13:00 - Vera reboots for some reason
13:00:20 - DN inits and sets itself a timer for 18:30
→ this 20 second delay, I assume, is to allow Vera to settle down after a reboot, and have a valid value for is_night()
18:30 - timer fires as scheduled, DN switches to Night time, scenes/PLEG that use DN as trigger get fired
18:40 - Vera reboots for some reason
18:40 - DN indicates Night time because that is what what is in the config file prior to reboot
→ is that a correct assumption?
18:40:20 - DN inits and sets itself to Day, because is_night says day (it’s not 7pm yet)
→ ZWave-enabled rooster now crows because daytime has arrived
18:40:20 - DN sets itself a timer for 18:30 (which will be tomorrow!)
19:00 - (real sunset occurs)
19:05 - scripts that use is_night know that it is night, but those that ask DN get Day instead
→ true?
all night long - DN indicates Day, since it never had a chance to adjust
06:30 - how would DN know that it is daytime? It never got the chance to set itself a timer for daytime? The next timer event would be 18:30. Therefore, it’s now correctly (still) indicating Day, but the rooster doesn’t get told to crow.

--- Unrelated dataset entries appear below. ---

//! The per-worker, per-day read model: which job, which ride, which
//! adoration slots and who is around.

use std::cmp::Ordering;
use std::collections::HashMap;

use anyhow::Context;
use chrono::NaiveDate;
use serde::Serialize;
use sqlx::{PgConnection, PgPool};
use unicode_normalization::UnicodeNormalization;
use unicode_normalization::char::is_combining_mark;
use uuid::Uuid;

use summerjob_db::models::{ActiveJobSummary, Plan, ProposedJob, RideWithPassengers, WorkerContact};
use summerjob_db::queries::{active_jobs, cars, plans, proposed_jobs, rides, workers};

use crate::adoration::{AdjacencyConfig, AdorationAssignment, for_worker_day};
use crate::context::EventContext;
use crate::error::{EngineError, EngineResult, Entity};

/// One day as seen by one worker.
#[derive(Debug, Clone, PartialEq, Eq, Serialize)]
pub struct MyPlan {
    pub day: NaiveDate,
    /// Present only when the plan is published and the worker has a job.
    pub job: Option<MyJob>,
    pub adorations: Vec<AdorationAssignment>,
}

#[derive(Debug, Clone, PartialEq, Eq, Serialize)]
pub struct MyJob {
    /// 1-based position of the job when the plan's jobs are sorted by name.
    pub seq_num: usize,
    pub name: String,
    pub description: String,
    pub responsible_worker_name: Option<String>,
    pub worker_names: Vec<String>,
    pub address: String,
    pub contact: String,
    pub has_food: bool,
    pub has_shower: bool,
    pub ride: Option<MyRide>,
}

#[derive(Debug, Clone, PartialEq, Eq, Serialize)]
pub struct MyRide {
    pub car_name: String,
    pub is_driver: bool,
    pub driver_name: String,
    pub driver_phone: String,
    /// Whether the ride belongs to the worker's own job.
    pub ends_at_my_job: bool,
    pub end_job_name: String,
}

// -----------------------------------------------------------------------
// Snapshot
// -----------------------------------------------------------------------

/// A plan with its jobs, members and rides resolved.
#[derive(Debug, Clone, Serialize)]
pub struct PlanSnapshot {
    pub plan: Plan,
    pub jobs: Vec<JobSnapshot>,
    pub rides: Vec<RideSnapshot>,
}

#[derive(Debug, Clone, Serialize)]
pub struct JobSnapshot {
    pub job: ActiveJobSummary,
    pub proposed: ProposedJob,
    pub workers: Vec<WorkerContact>,
    pub responsible: Option<WorkerContact>,
}

#[derive(Debug, Clone, Serialize)]
pub struct RideSnapshot {
    pub ride: RideWithPassengers,
    pub car_name: String,
    pub driver: WorkerContact,
}

/// Load a plan's jobs, members and rides in one pass.
pub async fn load_snapshot(conn: &mut PgConnection, plan: Plan) -> EngineResult<PlanSnapshot> {
    let summaries = active_jobs::list_summaries_for_plan(conn, plan.id).await?;
    let memberships = active_jobs::list_memberships_for_plan(conn, plan.id).await?;
    let plan_rides = rides::list_for_plan(conn, plan.id).await?;

    let proposed_ids: Vec<Uuid> = summaries.iter().map(|j| j.proposed_job_id).collect();
    let mut proposed: HashMap<Uuid, ProposedJob> = proposed_jobs::get_proposed_jobs(conn, &proposed_ids)
        .await?
        .into_iter()
        .map(|p| (p.id, p))
        .collect();

    let mut people: Vec<Uuid> = memberships.iter().map(|(_, w)| *w).collect();
    people.extend(plan_rides.iter().map(|r| r.ride.driver_id));
    people.extend(summaries.iter().filter_map(|j| j.responsible_worker_id));
    people.sort();
    people.dedup();
    let contacts = workers::get_contacts(conn, &people).await?;
    let contact_by_id: HashMap<Uuid, &WorkerContact> = contacts.iter().map(|c| (c.id, c)).collect();

    let car_ids: Vec<Uuid> = plan_rides.iter().map(|r| r.ride.car_id).collect();
    let car_names: HashMap<Uuid, String> = cars::get_cars(conn, &car_ids)
        .await?
        .into_iter()
        .map(|c| (c.id, c.name))
        .collect();

    let mut jobs = Vec::with_capacity(summaries.len());
    for job in summaries {
        let proposed = proposed
            .remove(&job.proposed_job_id)
            .ok_or_else(|| EngineError::not_found(Entity::ProposedJob, job.proposed_job_id))?;
        // `contacts` is ordered by name, which keeps co-worker lists stable.
        let workers = contacts
            .iter()
            .filter(|c| memberships.contains(&(job.id, c.id)))
            .cloned()
            .collect();
        let responsible = job
            .responsible_worker_id
            .and_then(|id| contact_by_id.get(&id).map(|c| (*c).clone()));
        jobs.push(JobSnapshot {
            job,
            proposed,
            workers,
            responsible,
        });
    }

    let mut ride_snapshots = Vec::with_capacity(plan_rides.len());
    for ride in plan_rides {
        let driver = contact_by_id
            .get(&ride.ride.driver_id)
            .map(|c| (*c).clone())
            .ok_or_else(|| EngineError::not_found(Entity::Worker, ride.ride.driver_id))?;
        let car_name = car_names
            .get(&ride.ride.car_id)
            .cloned()
            .ok_or_else(|| EngineError::not_found(Entity::Car, ride.ride.car_id))?;
        ride_snapshots.push(RideSnapshot {
            ride,
            car_name,
            driver,
        });
    }

    Ok(PlanSnapshot {
        plan,
        jobs,
        rides: ride_snapshots,
    })
}

// -----------------------------------------------------------------------
// Projection
// -----------------------------------------------------------------------

/// Dictionary order for job names: letters first, ignoring case and
/// accents, then accented after plain, then lowercase before uppercase.
fn compare_names(a: &str, b: &str) -> Ordering {
    let base = |s: &str| -> String {
        s.nfd()
            .filter(|c| !is_combining_mark(*c))
            .flat_map(char::to_lowercase)
            .collect()
    };
    let folded = |s: &str| -> String { s.nfd().flat_map(char::to_lowercase).collect() };

    base(a)
        .cmp(&base(b))
        .then_with(|| folded(a).cmp(&folded(b)))
        .then_with(|| b.cmp(a))
}

/// The worker's job on a published plan, if any.
pub fn project_job(snapshot: &PlanSnapshot, worker_id: Uuid) -> Option<MyJob> {
    if !snapshot.plan.published {
        return None;
    }

    let mine = snapshot
        .jobs
        .iter()
        .find(|j| j.workers.iter().any(|w| w.id == worker_id))?;

    let mut order: Vec<&JobSnapshot> = snapshot.jobs.iter().collect();
    order.sort_by(|a, b| compare_names(&a.job.name, &b.job.name).then(a.job.id.cmp(&b.job.id)));
    let seq_num = order.iter().position(|j| j.job.id == mine.job.id)? + 1;

    let job_names: HashMap<Uuid, &str> = snapshot
        .jobs
        .iter()
        .map(|j| (j.job.id, j.job.name.as_str()))
        .collect();

    let own_rides = snapshot.rides.iter().filter(|r| r.ride.ride.job_id == mine.job.id);
    let ride = own_rides
        .chain(snapshot.rides.iter())
        .find(|r| r.ride.carries(worker_id))
        .map(|r| MyRide {
            car_name: r.car_name.clone(),
            is_driver: r.ride.ride.driver_id == worker_id,
            driver_name: r.driver.full_name(),
            driver_phone: r.driver.phone.clone(),
            ends_at_my_job: r.ride.ride.job_id == mine.job.id,
            end_job_name: job_names
                .get(&r.ride.ride.job_id)
                .map(|n| (*n).to_string())
                .unwrap_or_default(),
        });

    Some(MyJob {
        seq_num,
        name: mine.job.name.clone(),
        description: mine.proposed.public_description.clone(),
        responsible_worker_name: mine.responsible.as_ref().map(WorkerContact::full_name),
        worker_names: mine.workers.iter().map(WorkerContact::full_name).collect(),
        address: mine.proposed.address.clone(),
        contact: mine.proposed.contact.clone(),
        has_food: mine.proposed.has_food,
        has_shower: mine.proposed.has_shower,
        ride,
    })
}
//! Database query functions for the `summerjob_events` table.

use anyhow::{Context, Result};
use chrono::NaiveDate;
use sqlx::PgPool;
use uuid::Uuid;

use crate::models::SummerJobEvent;

/// Insert a new (inactive) event.
pub async fn insert_event(
    pool: &PgPool,
    name: &str,
    start_date: NaiveDate,
    end_date: NaiveDate,
) -> Result<SummerJobEvent> {
    let event = sqlx::query_as::<_, SummerJobEvent>(
        "INSERT INTO summerjob_events (name, start_date, end_date) \
         VALUES ($1, $2, $3) \
         RETURNING *",
    )
    .bind(name)
    .bind(start_date)
    .bind(end_date)
    .fetch_one(pool)
    .await
    .context("failed to insert event")?;

    Ok(event)
}

/// Fetch an event by its ID.
pub async fn get_event(pool: &PgPool, id: Uuid) -> Result<Option<SummerJobEvent>> {
    let event = sqlx::query_as::<_, SummerJobEvent>("SELECT * FROM summerjob_events WHERE id = $1")
        .bind(id)
        .fetch_optional(pool)
        .await
        .context("failed to fetch event")?;

    Ok(event)
}

/// List all events, most recent first.
pub async fn list_events(pool: &PgPool) -> Result<Vec<SummerJobEvent>> {
    let events = sqlx::query_as::<_, SummerJobEvent>(
        "SELECT * FROM summerjob_events ORDER BY start_date DESC",
    )
    .fetch_all(pool)
    .await
    .context("failed to list events")?;

    Ok(events)
}

/// Fetch the currently active event, if any.
pub async fn get_active_event(pool: &PgPool) -> Result<Option<SummerJobEvent>> {
    let event =
        sqlx::query_as::<_, SummerJobEvent>("SELECT * FROM summerjob_events WHERE is_active")
            .fetch_optional(pool)
            .await
            .context("failed to fetch active event")?;

    Ok(event)
}

/// Make `id` the single active event.
///
/// Deactivates every other event in the same transaction. Returns `None`
/// (and changes nothing) when the event does not exist.
pub async fn set_active_event(pool: &PgPool, id: Uuid) -> Result<Option<SummerJobEvent>> {
    let mut tx = pool.begin().await.context("failed to begin transaction")?;

    sqlx::query("UPDATE summerjob_events SET is_active = FALSE WHERE is_active AND id <> $1")
        .bind(id)
        .execute(&mut *tx)
        .await
        .context("failed to deactivate events")?;

    let event = sqlx::query_as::<_, SummerJobEvent>(
        "UPDATE summerjob_events SET is_active = TRUE WHERE id = $1 RETURNING *",
    )
    .bind(id)
    .fetch_optional(&mut *tx)
    .await
    .context("failed to activate event")?;

    if event.is_some() {
        tx.commit().await.context("failed to commit transaction")?;
    }

    Ok(event)
}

→ when you ask Vera to call your function with luup.call_timer(), does that persist through a reboot? In other words, Vera must be using some kind of internal database to schedule this call? Because I know that if a scene has delayed actions and Vera reboots prior to that timer, those delayed actions never fire. So can we rely on Vera’s call_timer, or should we keep track of our own scheduling and check ourselves every N seconds/minutes?

My questions here are programming related, using DN as an example only, this isn’t really a discussion/concern about the DN plugin.

Thanks for your help, all!

You are right … the DayOrNight plugin might now operate properly if it reboots during that time interval between actual sunrise or sunset and the corresponding day or night delta offset that you have specified.

In that case it will behave as if it the specified delta interval was zero … but will work properly for the next transition.

This could be fixed by recording the time of the next transition in a persistent state variable attached to the plugin. We could then use that value to determine the startup behaviour and reset the timer.
[hr]
You are correct that ALL timers are lost when Vera is restarted.
Since Scenes use timers to implement their delayed schedules, that’s why its dangerous to use these Delayed Scene Schedules if it’s critical for the delayed events to ALWAYS be executed.

Say you turn on a sprinkler once a week for 30 minutes. And you use a single Scene with delayed schedule to implement this. If Vera restarts after the sprinkler starts … you could be watering the grass for a whole week before it is turned off!

That’s why the plugins like the Countdown Timer, PLEG, and PLTS, save information about timers in a persistent manner … and re-establish them when Vera Restarts.